The quake was felt as far north as Oregon, and as far south as portions of Contra Costa County down in the Bay Area — eight aftershocks were noted, ranging from 2.6-to-3.5-magnitude. Earthquakes also were felt in Indonesia, magnitude 4.6, Ecuador, 4.8, and an 8.2 magnitude quake hit the Sea of Okhotsk, north of Japan during the same time period.
Meanwhile, again this morning the earth continues to shake — a 7.4-magnitude earthquake, followed by another tremor with magnitude 6.3, shook Tonga in the South Pacific early Friday.

Meanwhile, in the wake of the humongous tornado attack this week in Oklahoma, that state’s primary assholes in Congress — Jim Inhofe and Tom Coburn –  are taking much-deserved flak for being hypocritical shitheads.

However, according to a report by the Center for Public Integrity, Coburn and Inhofe voted against legislation to keep the Federal Emergency Managment Agency funded, even as Oklahoma was second only to Texas in the amount of money it recieved from FEMA between 2009 and 2011.
When Congress moved last year to assist victims of Hurricane Sandy, both Inhofe and Coburn voted against relief, saying that government programs be cut elsewhere in order to offset the the high cost of relief aid.
Tuesday, however, House Speaker John Boehner wouldn’t comment on whether the House relief package would include provisions to cut spending in any other government areas.
“We will work with the administration to make sure that they have the resources they need,” Boehner said during a press conference.

Orange-man Boner quickly fled the scene.

Beyond those assholes, another GOPer from the devastated area acted like a human being:

Rep. Tom Cole, a Republican who lives in the very neighborhood that was overwhelmed, was talking about a call he received from President Obama.
Hearing Cole, I realized how strange it is these days for politicians to speak in human terms about someone in the other political party — especially if that someone is named Barack Obama.
“He was very kind,” Cole said.
The president, Cole added, “ticked off very quickly that the assets were available … and said, ‘You know, you’re going to have everything you need and if something—you have a problem, just call me directly at the White House.’
It was an exceptionally kind, thoughtful and gracious call.”
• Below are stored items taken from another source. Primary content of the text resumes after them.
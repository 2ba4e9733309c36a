//! Conversion between HubSpot property lists and flat property hashes.
//!
//! # Design
//! HubSpot sends and accepts attributes as a list of `{name, value}` records.
//! In memory every resource keeps them as a flat, ordered `name -> value`
//! map. Writes re-serialize that map with an identity key chosen per
//! resource: contacts use `property`, companies, deals and email
//! properties use `name`.

use std::fmt;

use indexmap::IndexMap;
use serde::de::{self, Deserializer};
use serde::ser::{SerializeMap, Serializer};
use serde::{Deserialize, Serialize};
use serde_json::{Map, Value};

/// Flat in-memory form: attribute name to scalar (or null) value.
pub type PropertyHash = IndexMap<String, Value>;

/// Identity key used by contact writes.
pub const DEFAULT_IDENTITY_KEY: &str = "property";

/// One attribute in wire form.
///
/// Serializes as `{<identity_key>: name, "value": value}` plus whichever of
/// the history metadata fields are present. Deserializes from a record
/// carrying the name under either `name` or `property`.
#[derive(Debug, Clone, PartialEq)]
pub struct PropertyRecord {
    pub identity_key: String,
    pub name: String,
    pub value: Value,
    pub timestamp: Option<i64>,
    pub source: Option<String>,
}

impl PropertyRecord {
    pub fn new(name: impl Into<String>, value: impl Into<Value>) -> Self {
        Self::keyed(DEFAULT_IDENTITY_KEY, name, value)
    }

    pub fn keyed(identity_key: &str, name: impl Into<String>, value: impl Into<Value>) -> Self {
        Self {
            identity_key: identity_key.to_string(),
            name: name.into(),
            value: value.into(),
            timestamp: None,
            source: None,
        }
    }
}

impl Serialize for PropertyRecord {
    fn serialize<S: Serializer>(&self, serializer: S) -> Result<S::Ok, S::Error> {
        let len = 2 + usize::from(self.timestamp.is_some()) + usize::from(self.source.is_some());
        let mut map = serializer.serialize_map(Some(len))?;
        map.serialize_entry(&self.identity_key, &self.name)?;
        map.serialize_entry("value", &self.value)?;
        if let Some(timestamp) = self.timestamp {
            map.serialize_entry("timestamp", &timestamp)?;
        }
        if let Some(source) = &self.source {
            map.serialize_entry("source", source)?;
        }
        map.end()
    }
}

impl<'de> Deserialize<'de> for PropertyRecord {
    fn deserialize<D: Deserializer<'de>>(deserializer: D) -> Result<Self, D::Error> {
        let mut fields = Map::deserialize(deserializer)?;
        let (identity_key, name) = ["name", DEFAULT_IDENTITY_KEY]
            .into_iter()
            .find_map(|key| match fields.remove(key) {
                Some(Value::String(name)) => Some((key, name)),
                _ => None,
            })
            .ok_or_else(|| de::Error::custom(MissingName))?;

        Ok(Self {
            identity_key: identity_key.to_string(),
            name,
            value: fields.remove("value").unwrap_or(Value::Null),
            timestamp: fields.get("timestamp").and_then(Value::as_i64),
            source: fields.get("source").and_then(Value::as_str).map(str::to_string),
        })
    }
}

struct MissingName;

impl fmt::Display for MissingName {
    fn fmt(&self, f: &mut fmt::Formatter<'_>) -> fmt::Result {
        f.write_str("property record has neither `name` nor `property`")
    }
}

/// Flatten wire records into a hash. Later duplicates overwrite earlier
/// values but keep the position of the first occurrence.
pub fn to_hash<'a>(records: impl IntoIterator<Item = &'a PropertyRecord>) -> PropertyHash {
    let mut hash = PropertyHash::new();
    for record in records {
        hash.insert(record.name.clone(), record.value.clone());
    }
    hash
}

/// Expand a hash into wire records, one per entry, in iteration order.
pub fn to_records(hash: &PropertyHash, identity_key: &str) -> Vec<PropertyRecord> {
    hash.iter()
        .map(|(name, value)| PropertyRecord::keyed(identity_key, name.clone(), value.clone()))
        .collect()
}

/// Read the `properties` member of a response body into a hash.
///
/// Accepts `null` or a missing member (empty hash), a list of records, or the
/// object form `{name: {"value": .., "versions": [..]}}` returned by the
/// contact, company and deal endpoints. Malformed entries are skipped.
pub fn properties_from_value(value: Option<&Value>) -> PropertyHash {
    match value {
        Some(Value::Array(items)) => {
            let records: Vec<PropertyRecord> = items
                .iter()
                .filter_map(|item| match PropertyRecord::deserialize(item) {
                    Ok(record) => Some(record),
                    Err(e) => {
                        tracing::warn!(error = %e, "skipping malformed property record");
                        None
                    }
                })
                .collect();
            to_hash(&records)
        }
        Some(Value::Object(fields)) => fields
            .iter()
            .map(|(name, entry)| {
                let value = match entry {
                    Value::Object(inner) => inner.get("value").cloned().unwrap_or(Value::Null),
                    scalar => scalar.clone(),
                };
                (name.clone(), value)
            })
            .collect(),
        _ => PropertyHash::new(),
    }
}

/// Build a hash from string-keyed pairs.
pub fn hash_from<K, V>(pairs: impl IntoIterator<Item = (K, V)>) -> PropertyHash
where
    K: Into<String>,
    V: Into<Value>,
{
    pairs.into_iter().map(|(k, v)| (k.into(), v.into())).collect()
}
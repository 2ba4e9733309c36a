//! HubSpot Engagements API.

use chrono::{DateTime, Utc};
use serde::Deserialize;

use crate::client::HubSpotClient;
use crate::error::ApiError;
use crate::http::{HttpRequest, HttpResponse};
use crate::params::Params;

pub const ALL_ENGAGEMENTS_PATH: &str = "/engagements/v1/engagements/paged";
pub const RECENT_ENGAGEMENTS_PATH: &str = "/engagements/v1/engagements/recent/modified";

/// Engagement metadata. Timestamps arrive as epoch milliseconds.
#[derive(Debug, Clone, PartialEq, Deserialize)]
#[serde(rename_all = "camelCase")]
pub struct Engagement {
    pub id: i64,
    pub portal_id: i64,
    #[serde(default)]
    pub active: bool,
    #[serde(with = "chrono::serde::ts_milliseconds")]
    pub created_at: DateTime<Utc>,
    #[serde(with = "chrono::serde::ts_milliseconds")]
    pub last_updated: DateTime<Utc>,
    pub created_by: Option<i64>,
    pub modified_by: Option<i64>,
    pub owner_id: Option<i64>,
    #[serde(rename = "type")]
    pub kind: String,
    #[serde(with = "chrono::serde::ts_milliseconds")]
    pub timestamp: DateTime<Utc>,
}

#[derive(Deserialize)]
struct EngagementEnvelope {
    engagement: Engagement,
}

/// One page of engagements.
#[derive(Debug, Clone, PartialEq)]
pub struct EngagementPage {
    pub results: Vec<Engagement>,
    pub has_more: bool,
    pub offset: Option<i64>,
}

#[derive(Deserialize)]
#[serde(rename_all = "camelCase")]
struct RawPage {
    #[serde(default)]
    results: Vec<EngagementEnvelope>,
    #[serde(default)]
    has_more: bool,
    offset: Option<i64>,
}

impl HubSpotClient {
    pub fn build_all_engagements(&self, params: &Params) -> Result<HttpRequest, ApiError> {
        self.build_get(ALL_ENGAGEMENTS_PATH, params)
    }

    /// Recently modified engagements; `since` filters on modification time.
    pub fn build_recent_engagements(&self, params: &Params) -> Result<HttpRequest, ApiError> {
        self.build_get(RECENT_ENGAGEMENTS_PATH, params)
    }

    pub fn parse_engagements(&self, response: HttpResponse) -> Result<EngagementPage, ApiError> {
        let page: RawPage = self.parse_json(response)?;
        Ok(EngagementPage {
            results: page.results.into_iter().map(|e| e.engagement).collect(),
            has_more: page.has_more,
            offset: page.offset,
        })
    }
}
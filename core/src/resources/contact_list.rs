//! Contact lists, looked up in batches.

use serde_json::{Map, Value};

use crate::client::HubSpotClient;
use crate::error::ApiError;
use crate::http::{HttpRequest, HttpResponse};
use crate::params::Params;
use crate::resources::{members, object};

pub const LIST_BATCH_PATH: &str = "/contacts/v1/lists/batch";

#[derive(Debug, Clone, PartialEq)]
pub struct ContactList {
    pub list_id: Option<i64>,
    pub properties: Map<String, Value>,
}

impl ContactList {
    pub fn from_value(value: &Value) -> Self {
        Self {
            list_id: value.get("listId").and_then(Value::as_i64),
            properties: object(value),
        }
    }

    pub fn name(&self) -> Option<&str> {
        self.properties.get("name").and_then(Value::as_str)
    }
}

impl HubSpotClient {
    /// Fetch several lists at once; ids go out as repeated `listId` keys.
    pub fn build_find_contact_lists(&self, list_ids: &[i64]) -> Result<HttpRequest, ApiError> {
        if list_ids.is_empty() {
            return Err(ApiError::InvalidParams("no list ids given".to_string()));
        }
        let params = Params::new().with("batch_list_id", list_ids.to_vec());
        self.build_get(LIST_BATCH_PATH, &params)
    }

    pub fn parse_contact_lists(&self, response: HttpResponse) -> Result<Vec<ContactList>, ApiError> {
        let body: Value = self.parse_json(response)?;
        Ok(members(&body, "lists", ContactList::from_value))
    }
}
And beyond the politics of a dying planet, the earth has been put on notice – a consensus statement from a shitload of way-concerned scientists calls on people to wake-the-fuck-up — before the “too late” bell goes to ringing:

By the time today’s children reach middle age, it is extremely likely the earth’s life-support systems, critical for human prosperity and existence, will be irretrievably damaged by the magnitude, global extent, and combination of these human caused environmental  stressors, unless we take concrete, immediate actions to ensure a sustainable , high-quality future.

Enjoy the weekend — never know what the future holds.